→ **GOAL OF THE EXERCISE**
Show each line of the records below where the word "StorageError" occurs.

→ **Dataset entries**
- Opening Delimiter -

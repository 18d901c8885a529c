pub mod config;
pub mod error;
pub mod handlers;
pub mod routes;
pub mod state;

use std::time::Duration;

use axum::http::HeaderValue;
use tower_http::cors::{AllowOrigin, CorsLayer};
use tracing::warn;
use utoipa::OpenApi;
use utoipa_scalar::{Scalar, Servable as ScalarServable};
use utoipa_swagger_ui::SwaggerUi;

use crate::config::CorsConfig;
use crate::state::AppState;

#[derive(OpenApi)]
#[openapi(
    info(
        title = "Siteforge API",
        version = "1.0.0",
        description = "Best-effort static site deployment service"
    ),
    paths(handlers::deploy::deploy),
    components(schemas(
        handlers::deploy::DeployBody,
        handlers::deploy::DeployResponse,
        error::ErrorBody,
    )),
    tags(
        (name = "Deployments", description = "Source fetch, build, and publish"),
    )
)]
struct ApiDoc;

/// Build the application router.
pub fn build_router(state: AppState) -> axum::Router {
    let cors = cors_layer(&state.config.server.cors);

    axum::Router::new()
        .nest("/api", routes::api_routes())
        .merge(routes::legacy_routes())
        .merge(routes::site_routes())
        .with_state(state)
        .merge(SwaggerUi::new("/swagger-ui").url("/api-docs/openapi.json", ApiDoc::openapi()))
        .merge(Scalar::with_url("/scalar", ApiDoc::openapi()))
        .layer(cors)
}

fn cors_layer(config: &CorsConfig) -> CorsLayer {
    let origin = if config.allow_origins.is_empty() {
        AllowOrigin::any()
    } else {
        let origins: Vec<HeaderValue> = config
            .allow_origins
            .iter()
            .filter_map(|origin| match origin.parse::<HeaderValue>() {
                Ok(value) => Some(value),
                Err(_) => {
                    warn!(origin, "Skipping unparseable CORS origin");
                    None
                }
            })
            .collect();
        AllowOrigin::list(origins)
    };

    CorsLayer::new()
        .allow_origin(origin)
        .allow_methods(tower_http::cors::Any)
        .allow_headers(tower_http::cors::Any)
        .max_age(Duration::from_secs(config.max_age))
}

- Closing Delimiter -
- Opening Delimiter -

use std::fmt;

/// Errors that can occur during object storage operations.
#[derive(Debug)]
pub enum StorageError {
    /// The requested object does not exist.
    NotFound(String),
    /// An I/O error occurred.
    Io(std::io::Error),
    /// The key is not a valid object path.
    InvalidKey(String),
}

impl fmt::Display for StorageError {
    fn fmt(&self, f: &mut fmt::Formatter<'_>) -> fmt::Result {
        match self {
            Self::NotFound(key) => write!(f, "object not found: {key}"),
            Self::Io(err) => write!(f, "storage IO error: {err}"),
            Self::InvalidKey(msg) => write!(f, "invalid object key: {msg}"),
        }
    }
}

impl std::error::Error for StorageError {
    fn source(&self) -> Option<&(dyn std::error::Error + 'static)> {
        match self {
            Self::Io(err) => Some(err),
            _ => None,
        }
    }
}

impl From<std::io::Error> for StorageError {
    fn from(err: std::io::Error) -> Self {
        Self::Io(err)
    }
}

- Closing Delimiter -

→ **TASK OUTPUT**
pub enum StorageError {
impl fmt::Display for StorageError {
impl std::error::Error for StorageError {
impl From<std::io::Error> for StorageError {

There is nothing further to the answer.